Statement delivered by Mr. Nebil Said, Counsellor, Permanent Mission of Eritrea, at the Third Committee of the 73rd Session of the United Nations General Assembly under Agenda Item 74, subitem: Promotion and Protection of Human Rights in New York on 24 October 2018.
At the outset, I would like to commend the manner in which you are steering the work of the Committee.
Last week, under agenda item on the Promotion and Protection of Human Rights, the Third Committee discussed the progress and gaps in the promotion and protection of human rights worldwide.
The take away from the discussion is that the promotion of human rights for all remains a challenging task for every nation; and, that international partnership in addressing issues of human rights is best served by constructive dialogue and, not through politicization, double standard, and stigmatization.
In the discussion, Eritrea shared its views on the broader issues of promotion and protection of human rights. Today without engaging in acrimonies, I would like to highlight the following:
Peace and security, development, and human rights are three critical pillars of the work of the United Nations, each having an impact on the other. The respect for rights of the human person, seating at the centre of these intersections, is enhanced or hampered by how much progress is made in each pillar.
In this connection, with the dawn of peace in the Horn of Africa, Eritreans are joyous and filled with a strong sense of optimism, deservedly so, after enduring and overcoming decades of adversity through resilience.
The mindset and the resources that were devoted and diverted, justifiably, to maintain peace and security for several decades, will now be re-directed to other vital sectors to accelerate socio-economic progress, consolidate the rule of law and strengthen national institutions.
We are determined to accelerate our efforts to create a country where peace, justice, and democracy prevail. A modern and dynamic nation anchored on equitable development, social justice, and harmony.
The leaders of the region are joining hands and redoubling their efforts to develop a shared vision and strategy to make up for lost opportunities. This is a remarkable watershed in the region. The international community has welcomed the new developments as significant and historic. What is needed from the wider international community is encouragement and solidarity for the region to sustain peace and meet the aspirations of its people.

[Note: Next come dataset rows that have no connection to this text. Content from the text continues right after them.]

//! Plan execution.
//!
//! Push runs in two steps. Construction opens every upload first and is
//! all-or-nothing: if one file cannot be opened, every prepared handle is
//! aborted and the store is never contacted. After that, uploads and
//! deletions are attempted independently and failures are recorded per
//! item. Pull is fail-fast: the first failed download stops new ones from
//! starting, and files already written stay on disk.

use futures::StreamExt;
use serde::Serialize;
use std::path::{Component, Path, PathBuf};
use std::sync::atomic::{AtomicBool, Ordering};
use std::sync::Arc;
use tokio::io::AsyncWriteExt;
use tokio::sync::mpsc;
use tracing::{debug, info, warn};

use crate::error::{Result, SyncError};
use crate::fs::{FileSystem, ObjectStore};
use crate::hash;
use crate::sync::inventory::{LocalInventory, Origin, RemoteInventory};
use crate::sync::reconcile::Plan;
use crate::sync::transfer::{Transfer, UploadHandle, Uploader};

/// Default number of item operations in flight
pub const DEFAULT_CONCURRENCY: usize = 4;

/// Kind of store operation behind an outcome.
#[derive(Debug, Clone, Copy, PartialEq, Eq, Serialize)]
#[serde(rename_all = "lowercase")]
pub enum ItemAction {
    Upload,
    Delete,
    Download,
}

/// Result of one attempted item.
#[derive(Debug, Clone, PartialEq, Eq, Serialize)]
pub struct ItemOutcome {
    pub action: ItemAction,
    /// Relative path
    pub path: String,
    /// Store key
    pub key: String,
    pub bytes: u64,
    pub error: Option<String>,
}

impl ItemOutcome {
    fn finished<E: std::fmt::Display>(
        action: ItemAction,
        path: &str,
        key: &str,
        result: std::result::Result<u64, E>,
    ) -> Self {
        let (bytes, error) = match result {
            Ok(bytes) => (bytes, None),
            Err(e) => (0, Some(e.to_string())),
        };
        Self {
            action,
            path: path.to_string(),
            key: key.to_string(),
            bytes,
            error,
        }
    }

    pub fn is_ok(&self) -> bool {
        self.error.is_none()
    }
}

/// Runs the operations of a plan against the store and the local disk.
pub struct Executor {
    fs: Arc<dyn FileSystem>,
    store: Arc<dyn ObjectStore>,
    concurrency: usize,
    events: Option<mpsc::UnboundedSender<ItemOutcome>>,
}

impl Executor {
    pub fn new(fs: Arc<dyn FileSystem>, store: Arc<dyn ObjectStore>) -> Self {
        Self {
            fs,
            store,
            concurrency: DEFAULT_CONCURRENCY,
            events: None,
        }
    }

    /// Set the worker pool width (at least one)
    pub fn with_concurrency(mut self, concurrency: usize) -> Self {
        self.concurrency = concurrency.max(1);
        self
    }

    /// Stream every outcome to `events` as it happens
    pub fn with_events(mut self, events: mpsc::UnboundedSender<ItemOutcome>) -> Self {
        self.events = Some(events);
        self
    }

    // A dropped receiver only ends the stream, never the run
    fn emit(&self, outcome: &ItemOutcome) {
        if let Some(ref tx) = self.events {
            let _ = tx.send(outcome.clone());
        }
    }

    /// Open every upload in the plan before any request is made.
    ///
    /// On the first failure all handles prepared so far are aborted, which
    /// closes their files, and the error is returned.
    pub async fn construct_uploads(
        &self,
        plan: &Plan,
        local: &LocalInventory,
        object_root: &str,
    ) -> Result<Vec<UploadHandle>> {
        let uploader = Uploader::new(Arc::clone(&self.fs), Arc::clone(&self.store));
        let mut handles: Vec<UploadHandle> = Vec::with_capacity(plan.to_upload.len());

        for relative_path in &plan.to_upload {
            let prepared = match local.get(relative_path).map(|e| &e.origin) {
                Some(Origin::File(source)) => {
                    let key = hash::to_remote_key(relative_path, object_root);
                    uploader.prepare(relative_path, source, key).await
                }
                _ => Err(SyncError::InvalidPath {
                    path: relative_path.clone(),
                    root: "local inventory".to_string(),
                }),
            };

            match prepared {
                Ok(handle) => handles.push(handle),
                Err(e) => {
                    warn!(
                        path = %relative_path,
                        prepared = handles.len(),
                        error = %e,
                        "upload construction failed, aborting batch"
                    );
                    for handle in handles.iter_mut() {
                        handle.abort();
                    }
                    return Err(e);
                }
            }
        }

        debug!(handles = handles.len(), "upload batch constructed");
        Ok(handles)
    }

    /// Realize a push plan.
    ///
    /// `Err` means construction failed and nothing reached the store.
    pub async fn execute_push(
        &self,
        plan: &Plan,
        local: &LocalInventory,
        remote: &RemoteInventory,
        object_root: &str,
    ) -> Result<Vec<ItemOutcome>> {
        let handles = self.construct_uploads(plan, local, object_root).await?;
        let mut outcomes = Vec::with_capacity(plan.len());

        let mut sends = futures::stream::iter(handles)
            .map(|mut handle| async move {
                let result = handle.send().await;
                ItemOutcome::finished(ItemAction::Upload, handle.relative_path(), handle.key(), result)
            })
            .buffer_unordered(self.concurrency);

        while let Some(outcome) = sends.next().await {
            match outcome.error {
                None => info!(key = %outcome.key, bytes = outcome.bytes, "uploaded"),
                Some(ref e) => warn!(key = %outcome.key, error = %e, "upload failed"),
            }
            self.emit(&outcome);
            outcomes.push(outcome);
        }

        let store = &self.store;
        let mut deletes = futures::stream::iter(plan.to_delete.iter())
            .map(|relative_path| async move {
                let key = match remote.get(relative_path).map(|e| &e.origin) {
                    Some(Origin::Object(key)) => key.clone(),
                    _ => hash::to_remote_key(relative_path, object_root),
                };
                let result = store.delete(&key).await.map(|_| 0);
                ItemOutcome::finished(ItemAction::Delete, relative_path, &key, result)
            })
            .buffer_unordered(self.concurrency);

        while let Some(outcome) = deletes.next().await {
            match outcome.error {
                None => info!(key = %outcome.key, "deleted"),
                Some(ref e) => warn!(key = %outcome.key, error = %e, "delete failed"),
            }
            self.emit(&outcome);
            outcomes.push(outcome);
        }

        Ok(outcomes)
    }

    /// Realize a pull plan.
    ///
    /// Returns every attempted outcome and, if a download failed, the error
    /// that stopped the run.
    pub async fn execute_pull(
        &self,
        plan: &Plan,
        remote: &RemoteInventory,
        download_root: &Path,
        object_root: &str,
    ) -> (Vec<ItemOutcome>, Option<SyncError>) {
        let failed = AtomicBool::new(false);
        let first_error: std::sync::Mutex<Option<SyncError>> = std::sync::Mutex::new(None);
        let mut outcomes = Vec::with_capacity(plan.to_download.len());

        let failed_ref = &failed;
        let first_error_ref = &first_error;
        let mut downloads = futures::stream::iter(plan.to_download.iter())
            .map(|relative_path| async move {
                // Items not yet started when a failure lands are skipped
                if failed_ref.load(Ordering::SeqCst) {
                    return None;
                }
                let key = match remote.get(relative_path).map(|e| &e.origin) {
                    Some(Origin::Object(key)) => key.clone(),
                    _ => hash::to_remote_key(relative_path, object_root),
                };
                let result = match self.download_one(relative_path, &key, download_root).await {
                    Ok(bytes) => Ok(bytes),
                    Err(e) => {
                        failed_ref.store(true, Ordering::SeqCst);
                        let message = e.to_string();
                        let mut slot = first_error_ref.lock().unwrap_or_else(|p| p.into_inner());
                        if slot.is_none() {
                            *slot = Some(e);
                        }
                        Err(message)
                    }
                };
                Some(ItemOutcome::finished(ItemAction::Download, relative_path, &key, result))
            })
            .buffer_unordered(self.concurrency);

        while let Some(outcome) = downloads.next().await {
            let Some(outcome) = outcome else { continue };
            match outcome.error {
                None => info!(key = %outcome.key, bytes = outcome.bytes, "downloaded"),
                Some(ref e) => warn!(key = %outcome.key, error = %e, "download failed"),
            }
            self.emit(&outcome);
            outcomes.push(outcome);
        }
        drop(downloads);

        let error = first_error.into_inner().unwrap_or_else(|p| p.into_inner());
        (outcomes, error)
    }

    async fn download_one(&self, relative_path: &str, key: &str, download_root: &Path) -> Result<u64> {
        let target = local_target(download_root, relative_path)?;

        if let Some(parent) = target.parent() {
            self.fs
                .create_dir_all(parent)
                .await
                .map_err(|e| SyncError::io(e, "creating directory", parent))?;
        }

        let mut writer = self
            .fs
            .create_write(&target)
            .await
            .map_err(|e| SyncError::io(e, "creating", &target))?;
        let bytes = self.store.get(key, &mut *writer).await?;
        writer
            .shutdown()
            .await
            .map_err(|e| SyncError::io(e, "closing", &target))?;

        Ok(bytes)
    }
}

/// Local path for a relative path, refusing anything that escapes the root
fn local_target(root: &Path, relative_path: &str) -> Result<PathBuf> {
    let relative = Path::new(relative_path);
    let escapes = relative
        .components()
        .any(|c| !matches!(c, Component::Normal(_) | Component::CurDir));
    if relative_path.is_empty() || escapes {
        return Err(SyncError::InvalidPath {
            path: relative_path.to_string(),
            root: root.display().to_string(),
        });
    }
    Ok(root.join(relative))
}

The negative impact of the sanctions on the full enjoyment of human rights of the Eritrean people cannot be underestimated. It harms meaningful regional cooperation and economic integration. Consequently, countries in the region, members of the Council as well as the Secretary-General of the UN are adding their voices to the call for the lifting of the sanctions on Eritrea. The region views it as a hurdle that ought to be removed immediately to promote peace, stability, and prosperity.
In this regard, my delegation wishes to take this opportunity to once again call on the international community and the Security Council to bring an end to the unjustified sanctions; thereby, demonstrating to the people of the Horn of Africa that they ready to accompany them on their progress.
The UPR is the best tool to address human rights in all countries in a constructive manner. In full consideration to the UPR mechanism, Eritrea has submitted its third periodic report to the Human Rights Council, detailing achievements, challenges and the hard work ahead to attain higher standards in respect of human rights and fundamental freedoms. Out of the 92 recommendations that Eritrea accepted during its second cycle, 80 recommendations (85.87%) are fully implemented, and 12 recommendations (14.13%) are partially implemented.
Additionally, Eritrea is presenting its Voluntary National Report to the UN High-Level Political Forum in 2019 to share the policies in place and the commitment needed in the implementation of the Sustainable Development Goals, including SDG 16 which covers, the promotion of peace, access to justice and the development of effective and accountable institutions.
Before I conclude my brief remarks, let me extend my delegation’s profound appreciation to all the countries that placed trust and confidence on Eritrea to serve in the Human Rights Council for three years, beginning January 2019.
Eritrea is committed to fulfilling its responsibility to the fullest during its mandate. It will endeavor to strengthen dialogue and consultation and to establish a balanced and inclusive approach to all issues and situations to advance the human rights agenda of the Human Rights Council.